From Madrid to the Rest of the World

Armed with dual degrees in Mathematics and Computer Science from Universidad Autónoma de Madrid, Alberto Gimeno spent nearly seven years working with a web development company focused on data science and artificial intelligence. Along the way, he co-founded several startups, including a book rental service and a hardware security company that developed panic buttons with mobile app integration.

The experience of building and sometimes failing with these ventures provided crucial lessons that would later influence Invofox's strategy. "We started our first business together in 2015, launched different products with different degrees of success, and that experience helped us eventually start building Invofox," Gimeno reflects. When he and co-founder Carmelo Juanes finally launched Invofox in 2022, they brought a decade of entrepreneurial experience and a clear understanding of what software companies actually needed.

The validation came quickly for the company, as later that year, Invofox was accepted into Y Combinator's prestigious accelerator program. The Y Combinator experience not only provided crucial mentorship and networking opportunities but also helped Invofox refine its pitch and business model for the American market. Since then, the company has raised over $11 million from European and American investors, including Rebel Fund, JME, YC Continuity, and 4 Founders, along with business angels like Matt Robinson and Stefan Lederer.

Promoting Trust in an Age of AI Anxiety

Perhaps the most remarkable aspect of Invofox's growth is how it has convinced software companies to entrust their customers' sensitive financial documents to a relatively young startup. In an era when data breaches make headlines and privacy regulations like the General Data Protection Regulation (GDPR) impose severe penalties for mishandling personal information, the decision to integrate a third-party document processing service into critical business workflows requires significant trust.

Invofox has addressed these concerns through a combination of technical excellence and regulatory compliance. The platform is certified for regulations in both the EU and the USA, and the company has developed what it calls "seamless integration" through APIs and webhook systems that allow customers to quickly incorporate document processing without exposing sensitive data unnecessarily. The company's global compliance framework and focus on serving other technology companies have helped build confidence among potential customers.

The results speak to the effectiveness of this approach. Invofox now processes millions of documents annually and has achieved over $3 million in annual recurring revenue, growing at more than 10 percent month-over-month.
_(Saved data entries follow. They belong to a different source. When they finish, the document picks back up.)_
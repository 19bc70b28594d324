//! Binary snapshot persistence for the registry state.
//!
//! Layout: a fixed header (magic, version, body checksum, cooked flag,
//! data source name, schema version table) followed by a bincode body of
//! all records. Development snapshots tag payload blobs with their schema
//! name for portability; cooked snapshots use the compact wire id.
//!
//! Loading validates in a fixed order — magic, version, data source,
//! cooked flag, body checksum, schema resolution — and resets the state
//! to empty on any failure. No partial state is ever retained.

use std::fs::File;
use std::io::{self, BufReader, BufWriter, Read, Write};
use std::path::Path;

use serde::{Deserialize, Serialize};
use strum::IntoEnumIterator;
use tracing::error;

use crate::error::{LoadError, SaveError};
use crate::payload::{Payload, PayloadKind};
use crate::record::{RecordData, SharedData};
use crate::state::RegistryState;

/// Snapshot file magic, 16 bytes.
const SNAPSHOT_MAGIC: [u8; 16] = *b"Stockpile Items!";

/// Snapshot format versions. New versions go above `LATEST`.
const SNAPSHOT_VERSION_INITIAL: u32 = 0;
const SNAPSHOT_VERSION_LATEST: u32 = SNAPSHOT_VERSION_INITIAL;

/// Upper bound on the data source name length in the header. Keeps a
/// corrupt length field from sizing a multi-gigabyte allocation.
const MAX_DATA_SOURCE_NAME_LEN: usize = 4096;

/// Snapshot header, serialized field by field in declaration order.
#[derive(Debug)]
struct SnapshotHeader {
    version: u32,

    /// CRC32 over the raw body bytes, header excluded.
    checksum: u32,

    is_cooked: bool,

    /// Data source identity the snapshot was produced with.
    data_source: String,

    /// (schema wire id, schema version) for every schema in the build.
    schema_versions: Vec<(u16, u16)>,
}

impl SnapshotHeader {
    fn write(&self, writer: &mut impl Write) -> io::Result<()> {
        writer.write_all(&SNAPSHOT_MAGIC)?;
        writer.write_all(&self.version.to_le_bytes())?;
        writer.write_all(&self.checksum.to_le_bytes())?;
        writer.write_all(&[self.is_cooked as u8])?;

        let name = self.data_source.as_bytes();
        writer.write_all(&(name.len() as u32).to_le_bytes())?;
        writer.write_all(name)?;

        writer.write_all(&(self.schema_versions.len() as u16).to_le_bytes())?;
        for (wire_id, version) in &self.schema_versions {
            writer.write_all(&wire_id.to_le_bytes())?;
            writer.write_all(&version.to_le_bytes())?;
        }

        Ok(())
    }

    fn read(reader: &mut impl Read) -> Result<Self, LoadError> {
        let mut magic = [0u8; 16];
        reader.read_exact(&mut magic)?;

        if magic != SNAPSHOT_MAGIC {
            return Err(LoadError::BadMagic);
        }

        let version = read_u32(reader)?;
        let checksum = read_u32(reader)?;
        let is_cooked = read_u8(reader)? != 0;

        let name_len = read_u32(reader)? as usize;
        if name_len > MAX_DATA_SOURCE_NAME_LEN {
            return Err(LoadError::Malformed);
        }

        let mut name = vec![0u8; name_len];
        reader.read_exact(&mut name)?;
        let data_source = String::from_utf8(name).map_err(|_| LoadError::Malformed)?;

        let schema_count = read_u16(reader)? as usize;
        let mut schema_versions = Vec::with_capacity(schema_count);
        for _ in 0..schema_count {
            schema_versions.push((read_u16(reader)?, read_u16(reader)?));
        }

        Ok(Self {
            version,
            checksum,
            is_cooked,
            data_source,
            schema_versions,
        })
    }
}

fn read_u8(reader: &mut impl Read) -> io::Result<u8> {
    let mut buf = [0u8; 1];
    reader.read_exact(&mut buf)?;
    Ok(buf[0])
}

fn read_u16(reader: &mut impl Read) -> io::Result<u16> {
    let mut buf = [0u8; 2];
    reader.read_exact(&mut buf)?;
    Ok(u16::from_le_bytes(buf))
}

fn read_u32(reader: &mut impl Read) -> io::Result<u32> {
    let mut buf = [0u8; 4];
    reader.read_exact(&mut buf)?;
    Ok(u32::from_le_bytes(buf))
}

/// One payload blob in the snapshot body.
#[derive(Debug, Serialize, Deserialize)]
enum PayloadEncoded {
    /// Development encoding: schema addressed by name.
    Named { schema: String, bytes: Vec<u8> },

    /// Cooked encoding: schema addressed by wire id.
    Compact { schema: u16, bytes: Vec<u8> },
}

impl PayloadEncoded {
    fn encode(payload: &Payload, cooked: bool) -> Self {
        let bytes = payload.to_field_bytes();

        if cooked {
            Self::Compact {
                schema: payload.kind().wire_id(),
                bytes,
            }
        } else {
            Self::Named {
                schema: payload.kind().schema_name().to_owned(),
                bytes,
            }
        }
    }

    fn decode(&self) -> Result<Payload, LoadError> {
        let (kind, bytes) = match self {
            Self::Named { schema, bytes } => {
                let kind =
                    PayloadKind::from_schema_name(schema).ok_or_else(|| LoadError::UnknownSchema {
                        schema: schema.clone(),
                    })?;
                (kind, bytes)
            }
            Self::Compact { schema, bytes } => {
                let kind = PayloadKind::from_wire_id(*schema).ok_or_else(|| {
                    LoadError::UnknownSchema {
                        schema: format!("#{schema}"),
                    }
                })?;
                (kind, bytes)
            }
        };

        Payload::from_field_bytes(kind, bytes).ok_or(LoadError::Malformed)
    }
}

/// One record row in the snapshot body.
#[derive(Debug, Serialize, Deserialize)]
struct SnapshotRecord {
    shared: SharedData,
    asset_path: String,
    default_payload: Option<PayloadEncoded>,
    custom_data: Option<PayloadEncoded>,
}

impl RegistryState {
    /// Writes the state into a writer.
    pub fn save_state(
        &self,
        writer: &mut impl Write,
        is_cooking: bool,
        data_source: &str,
    ) -> Result<(), SaveError> {
        let rows: Vec<SnapshotRecord> = self
            .records()
            .iter()
            .map(|record| SnapshotRecord {
                shared: record.shared.clone(),
                asset_path: record.asset_path.clone(),
                default_payload: self
                    .default_payload_of(record)
                    .map(|payload| PayloadEncoded::encode(payload, is_cooking)),
                custom_data: self
                    .custom_data_of(record)
                    .map(|payload| PayloadEncoded::encode(payload, is_cooking)),
            })
            .collect();

        let body = bincode::serialize(&rows)?;

        let header = SnapshotHeader {
            version: SNAPSHOT_VERSION_LATEST,
            checksum: crc32fast::hash(&body),
            is_cooked: is_cooking,
            data_source: data_source.to_owned(),
            schema_versions: PayloadKind::iter()
                .map(|kind| (kind.wire_id(), kind.schema_version()))
                .collect(),
        };

        header.write(writer)?;
        writer.write_all(&body)?;

        Ok(())
    }

    /// Reads the state from a reader.
    ///
    /// On any failure the state is reset to empty and the error returned;
    /// callers rebuild from the live data source.
    pub fn load_state(
        &mut self,
        reader: &mut impl Read,
        is_cooked: bool,
        data_source: &str,
    ) -> Result<(), LoadError> {
        match self.load_state_inner(reader, is_cooked, data_source) {
            Ok(()) => Ok(()),
            Err(err) => {
                self.reset(Vec::new());
                Err(err)
            }
        }
    }

    fn load_state_inner(
        &mut self,
        reader: &mut impl Read,
        is_cooked: bool,
        data_source: &str,
    ) -> Result<(), LoadError> {
        let header = SnapshotHeader::read(reader)?;

        if header.version > SNAPSHOT_VERSION_LATEST {
            return Err(LoadError::NewerVersion {
                found: header.version,
                latest: SNAPSHOT_VERSION_LATEST,
            });
        }

        if header.data_source != data_source {
            return Err(LoadError::DataSourceMismatch {
                expected: data_source.to_owned(),
                found: header.data_source,
            });
        }

        if header.is_cooked != is_cooked {
            return Err(LoadError::CookedMismatch {
                expected: is_cooked,
                found: header.is_cooked,
            });
        }

        let mut body = Vec::new();
        reader.read_to_end(&mut body)?;

        let found = crc32fast::hash(&body);
        if found != header.checksum {
            return Err(LoadError::ChecksumMismatch {
                expected: header.checksum,
                found,
            });
        }

        let mut cursor = &body[..];
        let rows: Vec<SnapshotRecord> =
            bincode::deserialize_from(&mut cursor).map_err(|_| LoadError::Malformed)?;

        if !cursor.is_empty() {
            return Err(LoadError::Malformed);
        }

        // Every blob must resolve to a known schema before anything is
        // committed to the state.
        let mut data = Vec::with_capacity(rows.len());
        for row in rows {
            data.push(RecordData {
                shared: row.shared,
                asset_path: row.asset_path,
                default_payload: row.default_payload.as_ref().map(PayloadEncoded::decode).transpose()?,
                custom_data: row.custom_data.as_ref().map(PayloadEncoded::decode).transpose()?,
            });
        }

        self.reset(data);

        Ok(())
    }

    /// Writes the state directly into a file.
    pub fn save_to_file(
        &self,
        path: &Path,
        is_cooking: bool,
        data_source: &str,
    ) -> Result<(), SaveError> {
        let mut writer = BufWriter::new(File::create(path)?);
        self.save_state(&mut writer, is_cooking, data_source)?;
        writer.flush()?;
        Ok(())
    }

    /// Reads the state directly from a file.
    pub fn load_from_file(
        &mut self,
        path: &Path,
        is_cooked: bool,
        data_source: &str,
    ) -> Result<(), LoadError> {
        let file = File::open(path).inspect_err(|err| {
            error!(path = %path.display(), %err, "failed to open registry snapshot");
        })?;

        let mut reader = BufReader::new(file);
        self.load_state(&mut reader, is_cooked, data_source)
            .inspect_err(|err| {
                error!(path = %path.display(), %err, "failed to load registry snapshot");
            })
    }
}
//! The authoritative registry state.
//!
//! An indexed, always-sorted table of archetype records plus a shared pool
//! of payload blobs. Every structural mutation re-derives the secondary
//! data (replication indices, lookup maps, archetype groups) from the
//! sorted sequence; checksums are invalidated eagerly and recomputed
//! lazily.
//!
//! Mutation is owned by a single data source via the service layer; this
//! type itself is single-threaded plain data.

use std::collections::HashMap;
use std::fmt::Write as _;

use crate::id::{ArchetypeName, ItemId};
use crate::payload::Payload;
use crate::record::{INVALID_REP_INDEX, RecordData, RegistryRecord};

/// A contiguous run of records sharing one archetype.
#[derive(Clone, Debug)]
pub struct ArchetypeGroup {
    pub archetype: ArchetypeName,
    pub begin: usize,
    pub len: usize,

    /// Cached CRC32 fold of the member record checksums; 0 = not computed.
    checksum: u32,
}

impl ArchetypeGroup {
    fn new(archetype: ArchetypeName, begin: usize) -> Self {
        Self {
            archetype,
            begin,
            len: 0,
            checksum: 0,
        }
    }

    pub fn cached_checksum(&self) -> Option<u32> {
        (self.checksum != 0).then_some(self.checksum)
    }
}

/// Which of a record's two blob slots an operation refers to.
#[derive(Clone, Copy, Debug, PartialEq, Eq)]
enum BlobSlot {
    DefaultPayload,
    CustomData,
}

/// Sorted, indexed collection of archetype records.
#[derive(Clone, Debug, Default)]
pub struct RegistryState {
    /// Storage for registry records, sorted by `(archetype, name)`.
    records: Vec<RegistryRecord>,

    /// Shared storage for default payloads and custom data blobs.
    pool: Vec<Payload>,

    /// Contiguous archetype runs over `records`.
    groups: Vec<ArchetypeGroup>,

    /// Maps identifiers to `records` positions.
    id_map: HashMap<ItemId, usize>,

    /// Maps replication indices to `records` positions.
    rep_map: HashMap<u32, usize>,

    /// Number of bits needed to encode a replication index.
    rep_index_bits: u32,

    /// Cached CRC32 fold of the archetype group checksums; 0 = not computed.
    checksum: u32,
}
Notable clients include Aon, Cegid, Docuten, Holded, and Quantum, though many others remain confidential due to the sensitive nature of the integrations.

The Validation of Vision and Hard Work

Alberto Gimeno's move to San Francisco represents more than just geographic expansion; it signals Invofox's ambition to become the global infrastructure layer for document automation. "With Invofox, we've raised over $11 million to date from some of the best European and American venture capitalists and business angels," Gimeno says, "our goal is to become the go-to infrastructure layer for document automation in the software economy."

As artificial intelligence continues to reshape how businesses operate, the companies that succeed will likely be those that solve fundamental, persistent problems rather than chasing the latest technological trends. In focusing on the tedious but essential task of document processing, Gimeno has built something that software companies did not even know they desperately needed.